# [Work request]
Look for the word "Sine" in the entries and copy each line where it appears.

────────

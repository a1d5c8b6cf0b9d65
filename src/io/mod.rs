//! The device boundary.
//!
//! The engine computes channel-separated blocks; audio devices want
//! interleaved frames in whatever callback size they choose. The
//! conversion lives here, and [`crate::engine::Server::render_interleaved`]
//! wraps it with block carry so a callback never has to care about the
//! engine's block size.

use crate::stream::Stream;

/// Interleave a channel-separated bank into `out`, frame-major:
/// `out[frame * channels + channel]`. `out` must hold exactly
/// `channels.len() * block_size` samples.
pub fn interleave(channels: &[Stream], out: &mut [f32]) {
    let width = channels.len();
    debug_assert_eq!(out.len(), width * channels.first().map_or(0, Stream::len));
    for (c, stream) in channels.iter().enumerate() {
        for (n, &sample) in stream.samples().iter().enumerate() {
            out[n * width + c] = sample;
        }
    }
}

#[cfg(test)]
mod tests {
    use super::*;

    #[test]
    fn frames_alternate_across_channels() {
        let mut left = Stream::new(3);
        let mut right = Stream::new(3);
        left.samples_mut().copy_from_slice(&[1.0, 2.0, 3.0]);
        right.samples_mut().copy_from_slice(&[10.0, 20.0, 30.0]);

        let mut out = [0.0f32; 6];
        interleave(&[left, right], &mut out);
        assert_eq!(out, [1.0, 10.0, 2.0, 20.0, 3.0, 30.0]);
    }

    #[test]
    fn mono_is_a_plain_copy() {
        let mut mono = Stream::new(2);
        mono.samples_mut().copy_from_slice(&[0.5, -0.5]);
        let mut out = [0.0f32; 2];
        interleave(&[mono], &mut out);
        assert_eq!(out, [0.5, -0.5]);
    }
}
use crate::engine::NodeId;
use crate::graph::node::{shape, BlockCtx, Inputs, NoSuchParam, SignalNode};
use crate::param::Param;
use crate::stream::Stream;

/// Folds a wide node down to exactly `voices` streams: source stream `i`
/// lands in output stream `i % voices`, so a 40-stream additive bank
/// mixed to 1 is a mono sum and mixed to 2 interleaves the partials
/// across a stereo pair.
pub struct Mixer {
    source: NodeId,
    voices: usize,
    mul: Param,
    add: Param,
}

impl Mixer {
    pub fn new(source: NodeId, voices: usize) -> Self {
        Self {
            source,
            voices: voices.max(1),
            mul: Param::Constant(1.0),
            add: Param::Constant(0.0),
        }
    }

    pub fn with_mul(mut self, mul: impl Into<Param>) -> Self {
        self.mul = mul.into();
        self
    }

    pub fn with_add(mut self, add: impl Into<Param>) -> Self {
        self.add = add.into();
        self
    }
}

impl SignalNode for Mixer {
    fn params(&self) -> Vec<&Param> {
        vec![&self.mul, &self.add]
    }

    fn inputs(&self) -> Vec<NodeId> {
        vec![self.source]
    }

    fn fixed_width(&self) -> Option<usize> {
        Some(self.voices)
    }

    fn process_block(&mut self, inputs: &Inputs, out: &mut [Stream], _ctx: &mut BlockCtx) {
        let source_width = inputs.width(self.source);
        for (j, stream) in out.iter_mut().enumerate() {
            let buf = stream.samples_mut();
            buf.fill(0.0);
            for i in (j..source_width).step_by(self.voices) {
                let src = inputs.stream(self.source, i);
                for n in 0..buf.len() {
                    buf[n] += src[n];
                }
            }
            for n in 0..buf.len() {
                buf[n] = shape(buf[n], self.mul.at(inputs, j, n), self.add.at(inputs, j, n));
            }
        }
    }

    fn set_param(&mut self, name: &str, value: Param) -> Result<(), NoSuchParam> {
        match name {
            "mul" => self.mul = value,
            "add" => self.add = value,
            _ => return Err(NoSuchParam),
        }
        Ok(())
    }
}

#[cfg(test)]
mod tests {
    use super::*;
    use crate::engine::{Server, ServerConfig};
    use crate::graph::math::Sig;

    fn server() -> Server {
        let mut s = Server::new(ServerConfig::default()).unwrap();
        s.start();
        s
    }

    #[test]
    fn folds_streams_modulo_voices() {
        let mut s = server();
        let src = s.add(Sig::new(vec![1.0, 2.0, 3.0, 4.0, 5.0])).unwrap();
        let m = s.add(Mixer::new(src, 2)).unwrap();
        assert_eq!(s.width(m), Some(2));
        s.tick();
        let bank = s.bank(m).unwrap();
        // Streams 0, 2, 4 fold into voice 0; streams 1, 3 into voice 1.
        assert_eq!(bank[0].samples()[0], 9.0);
        assert_eq!(bank[1].samples()[0], 6.0);
    }

    #[test]
    fn mono_mix_sums_everything() {
        let mut s = server();
        let src = s.add(Sig::new(vec![0.1, 0.2, 0.3])).unwrap();
        let m = s.add(Mixer::new(src, 1).with_mul(0.5)).unwrap();
        s.tick();
        let x = s.bank(m).unwrap()[0].samples()[0];
        assert!((x - 0.3).abs() < 1e-6);
    }

    #[test]
    fn voices_wider_than_the_source_leave_silence() {
        let mut s = server();
        let src = s.add(Sig::new(vec![1.0, 2.0])).unwrap();
        let m = s.add(Mixer::new(src, 4)).unwrap();
        assert_eq!(s.width(m), Some(4));
        s.tick();
        let bank = s.bank(m).unwrap();
        assert_eq!(bank[2].samples()[0], 0.0);
        assert_eq!(bank[3].samples()[0], 0.0);
    }
}
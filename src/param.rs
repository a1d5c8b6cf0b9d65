#[cfg(feature = "serde")]
use serde::Serialize;

use crate::engine::NodeId;
use crate::graph::node::Inputs;

/*
Parameters and Multichannel Expansion
=====================================

Every constructor argument of a signal node is a Param: a constant, an
ordered sequence of constants, or a reference to another node's streams.
The same value can drive one stream or many, because nodes expand to as
many parallel streams as their widest parameter:

  Sine::new(440.0)                       1 stream
  Sine::new(vec![100.0, 150.0, 200.0])   3 streams
  Filt::lowpass(noise_id, lfo_id, 1.0)   width follows the widest input

Expansion rule (the wrap-around rule):
--------------------------------------
  width = max(len(p) for every multi-valued parameter), default 1

and parameter `p` feeds stream `i` with `p[i % len(p)]`. Scalars behave as
length-1 sequences, so they broadcast. Node-valued parameters count their
stream width as their length and wrap the same way. Mismatched lengths are
never an error; wrapping is the defined behavior:

  freq: [100, 150, 200, 250]   (len 4)
  ratio: [0.50, 0.75, 1.25]    (len 3)   -> width 4, ratio wraps to 0.50

A node-valued parameter is read at audio rate, one sample per frame, which
is what makes `Filt::bandpass(src, lfo, q)` sweep smoothly.
*/

/// A node constructor argument: constant, sequence, or another node's streams.
#[derive(Debug, Clone)]
pub enum Param {
    Constant(f32),
    Sequence(Vec<f32>),
    Node(NodeId),
}

impl Param {
    /// Number of expansion slots this parameter asks for on its own.
    ///
    /// Node-valued parameters are resolved by the graph, which knows the
    /// referenced node's width; `node_width` supplies that lookup.
    pub fn fan(&self, node_width: &dyn Fn(NodeId) -> usize) -> usize {
        match self {
            Param::Constant(_) => 1,
            Param::Sequence(values) => values.len().max(1),
            Param::Node(id) => node_width(*id).max(1),
        }
    }

    /// Value for `stream` at `frame`, applying the wrap-around rule.
    pub fn at(&self, inputs: &Inputs, stream: usize, frame: usize) -> f32 {
        match self {
            Param::Constant(value) => *value,
            Param::Sequence(values) => {
                if values.is_empty() {
                    0.0
                } else {
                    values[stream % values.len()]
                }
            }
            Param::Node(id) => inputs.sample(*id, stream, frame),
        }
    }

    /// Value for `stream` ignoring audio-rate sources.
    ///
    /// Used where a node needs a value before any block has run (initial
    /// phases, for example). Node-valued parameters read as 0.0 here.
    pub fn fixed(&self, stream: usize) -> f32 {
        match self {
            Param::Constant(value) => *value,
            Param::Sequence(values) => {
                if values.is_empty() {
                    0.0
                } else {
                    values[stream % values.len()]
                }
            }
            Param::Node(_) => 0.0,
        }
    }

    /// The referenced node, if this parameter is node-valued.
    pub fn node(&self) -> Option<NodeId> {
        match self {
            Param::Node(id) => Some(*id),
            _ => None,
        }
    }
}

impl From<f32> for Param {
    fn from(value: f32) -> Self {
        Param::Constant(value)
    }
}

impl From<f64> for Param {
    fn from(value: f64) -> Self {
        Param::Constant(value as f32)
    }
}

impl From<Vec<f32>> for Param {
    fn from(values: Vec<f32>) -> Self {
        Param::Sequence(values)
    }
}

impl From<&[f32]> for Param {
    fn from(values: &[f32]) -> Self {
        Param::Sequence(values.to_vec())
    }
}

impl From<NodeId> for Param {
    fn from(id: NodeId) -> Self {
        Param::Node(id)
    }
}

/// Expansion width for a set of parameters: the widest one wins.
pub fn expansion_width<'a, I>(params: I, node_width: &dyn Fn(NodeId) -> usize) -> usize
where
    I: IntoIterator<Item = &'a Param>,
{
    params
        .into_iter()
        .map(|p| p.fan(node_width))
        .max()
        .unwrap_or(1)
}

/// `mul`/`add` pair mapping a nominally [-1, 1] signal onto `[min, max]`.
///
/// Mirrors the `range(min, max)` convenience of the source environment:
/// `Sine::new(400.0).with_range(-0.25, 0.5)` instead of working out the
/// multiplier and offset by hand.
pub fn amp_range(min: f32, max: f32) -> (f32, f32) {
    let mul = (max - min) * 0.5;
    (mul, min + mul)
}

/// Mapping curve an external control surface should use for a parameter.
#[cfg_attr(feature = "serde", derive(Serialize))]
#[derive(Debug, Clone, Copy, PartialEq, Eq)]
pub enum Scale {
    Linear,
    Log,
}

/// Bounds and scaling for one mutable parameter, enough for an external
/// UI to build a meaningful slider. The engine itself never clamps with
/// these; they describe intent, not enforcement.
#[cfg_attr(feature = "serde", derive(Serialize))]
#[derive(Debug, Clone, Copy, PartialEq)]
pub struct ControlSpec {
    pub name: &'static str,
    pub min: f32,
    pub max: f32,
    pub scale: Scale,
    pub units: &'static str,
}

impl ControlSpec {
    pub const fn new(name: &'static str, min: f32, max: f32, scale: Scale) -> Self {
        Self {
            name,
            min,
            max,
            scale,
            units: "",
        }
    }

    pub const fn with_units(mut self, units: &'static str) -> Self {
        self.units = units;
        self
    }
}

#[cfg(test)]
mod tests {
    use super::*;

    fn no_nodes(_: NodeId) -> usize {
        1
    }

    #[test]
    fn scalar_parameters_yield_width_one() {
        let params = [Param::Constant(1.0), Param::Constant(2.0)];
        assert_eq!(expansion_width(params.iter(), &no_nodes), 1);
    }

    #[test]
    fn widest_sequence_wins() {
        let params = [
            Param::Sequence(vec![1.0, 2.0, 3.0]),
            Param::Constant(0.5),
            Param::Sequence(vec![1.0, 2.0, 3.0, 4.0, 5.0]),
        ];
        assert_eq!(expansion_width(params.iter(), &no_nodes), 5);
    }

    #[test]
    fn node_parameters_count_their_stream_width() {
        let params = [
            Param::Sequence(vec![1.0, 2.0]),
            Param::Node(NodeId::for_tests(0)),
        ];
        let lookup = |_: NodeId| 7usize;
        assert_eq!(expansion_width(params.iter(), &lookup), 7);
    }

    #[test]
    fn sequences_wrap_around() {
        let p = Param::Sequence(vec![10.0, 20.0, 30.0]);
        assert_eq!(p.fixed(0), 10.0);
        assert_eq!(p.fixed(3), 10.0);
        assert_eq!(p.fixed(4), 20.0);
    }

    #[test]
    fn empty_sequence_reads_as_silence() {
        let p = Param::Sequence(Vec::new());
        assert_eq!(p.fixed(2), 0.0);
    }

    #[test]
    fn amp_range_matches_hand_computed_values() {
        // range(-0.25, 0.5) on a [-1, 1] source
        let (mul, add) = amp_range(-0.25, 0.5);
        assert!((mul - 0.375).abs() < 1e-6);
        assert!((add - 0.125).abs() < 1e-6);
        assert!((-1.0 * mul + add - -0.25).abs() < 1e-6);
        assert!((1.0 * mul + add - 0.5).abs() < 1e-6);
    }
}
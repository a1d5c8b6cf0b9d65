use crate::graph::node::{shape, BlockCtx, Inputs, NoSuchParam, SignalNode};
use crate::param::Param;
use crate::stream::Stream;

/// MIDI note number to frequency, 12-tone equal temperament tuned to
/// A4 = 440 Hz. Fractional note numbers land between the keys, so a
/// ramping generator upstream glides in pitch rather than stepping.
pub struct MToF {
    pitch: Param,
    mul: Param,
    add: Param,
}

impl MToF {
    pub fn new(pitch: impl Into<Param>) -> Self {
        Self {
            pitch: pitch.into(),
            mul: Param::Constant(1.0),
            add: Param::Constant(0.0),
        }
    }

    pub fn with_mul(mut self, mul: impl Into<Param>) -> Self {
        self.mul = mul.into();
        self
    }

    pub fn with_add(mut self, add: impl Into<Param>) -> Self {
        self.add = add.into();
        self
    }
}

/// The conversion itself, usable outside the graph.
pub fn midi_to_freq(note: f32) -> f32 {
    440.0 * 2f32.powf((note - 69.0) / 12.0)
}

impl SignalNode for MToF {
    fn params(&self) -> Vec<&Param> {
        vec![&self.pitch, &self.mul, &self.add]
    }

    fn process_block(&mut self, inputs: &Inputs, out: &mut [Stream], _ctx: &mut BlockCtx) {
        for (i, stream) in out.iter_mut().enumerate() {
            let buf = stream.samples_mut();
            for n in 0..buf.len() {
                let freq = midi_to_freq(self.pitch.at(inputs, i, n));
                buf[n] = shape(freq, self.mul.at(inputs, i, n), self.add.at(inputs, i, n));
            }
        }
    }

    fn set_param(&mut self, name: &str, value: Param) -> Result<(), NoSuchParam> {
        match name {
            "pitch" => self.pitch = value,
            "mul" => self.mul = value,
            "add" => self.add = value,
            _ => return Err(NoSuchParam),
        }
        Ok(())
    }
}

#[cfg(test)]
mod tests {
    use super::*;
    use crate::engine::{Server, ServerConfig};
    use crate::graph::math::Sig;

    #[test]
    fn concert_pitch_and_octaves() {
        assert!((midi_to_freq(69.0) - 440.0).abs() < 1e-3);
        assert!((midi_to_freq(81.0) - 880.0).abs() < 1e-3);
        assert!((midi_to_freq(57.0) - 220.0).abs() < 1e-3);
        // Middle C.
        assert!((midi_to_freq(60.0) - 261.626).abs() < 1e-2);
    }

    #[test]
    fn converts_an_upstream_node_per_sample() {
        let mut s = Server::new(ServerConfig::default()).unwrap();
        s.start();
        let note = s.add(Sig::new(vec![69.0, 81.0])).unwrap();
        let freq = s.add(MToF::new(note)).unwrap();
        assert_eq!(s.width(freq), Some(2));
        s.tick();
        let bank = s.bank(freq).unwrap();
        assert!((bank[0].samples()[0] - 440.0).abs() < 1e-3);
        assert!((bank[1].samples()[0] - 880.0).abs() < 1e-3);
    }
}
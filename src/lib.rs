pub mod engine; // Server clock, graph execution, routing, snapshots
pub mod graph; // Signal node library
pub mod io; // Device-boundary buffer helpers
pub mod param; // Parameters, expansion, control descriptors
pub mod stream; // Block buffers

pub const MAX_BLOCK_SIZE: usize = 2048;
/// Builds a square-ish wave from odd harmonics with a single expanding
/// oscillator, then folds it to mono. Offline: prints widths and levels
/// instead of playing audio.

use polystream::engine::{Server, ServerConfig};
use polystream::graph::Sine;

fn main() {
    println!("=== Additive Square (Offline) ===\n");

    let mut server = Server::new(ServerConfig::default()).unwrap();

    // Odd harmonics of 100 Hz with 1/n amplitudes: ten partials from one
    // node, because list parameters expand.
    let fundamental = 100.0;
    let partials = 10;
    let harms: Vec<f32> = (0..partials)
        .map(|n| fundamental * (2 * n + 1) as f32)
        .collect();
    let amps: Vec<f32> = (0..partials)
        .map(|n| 0.33 / (2 * n + 1) as f32)
        .collect();

    println!("Harmonics: {:?}", harms);
    println!("Amplitudes: {:?}\n", amps);

    let bank = server.add(Sine::new(harms).with_mul(amps)).unwrap();
    println!("Oscillator bank width: {}", server.width(bank).unwrap());

    // Fold all ten partials into one stream and route it out.
    let mono = server.mix(bank, 1).unwrap();
    println!("Mixed width: {}", server.width(mono).unwrap());
    server.out(mono).unwrap();

    server.start();
    let mut peak = 0.0f32;
    let mut sum_sq = 0.0f64;
    let mut count = 0usize;
    for _ in 0..100 {
        let out = server.tick();
        for &x in out[0].samples() {
            peak = peak.max(x.abs());
            sum_sq += (x * x) as f64;
            count += 1;
        }
    }
    let rms = (sum_sq / count as f64).sqrt();

    println!("\nRendered 100 blocks:");
    println!("  Peak amplitude: {:.3}", peak);
    println!("  RMS level: {:.3}", rms);
    println!("\nOne node, ten streams, one mixer. That is the whole patch.");
}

────────

# [Final answer]
  Sine::new(440.0)                       1 stream
  Sine::new(vec![100.0, 150.0, 200.0])   3 streams
/// `Sine::new(400.0).with_range(-0.25, 0.5)` instead of working out the
use polystream::graph::Sine;
    let bank = server.add(Sine::new(harms).with_mul(amps)).unwrap();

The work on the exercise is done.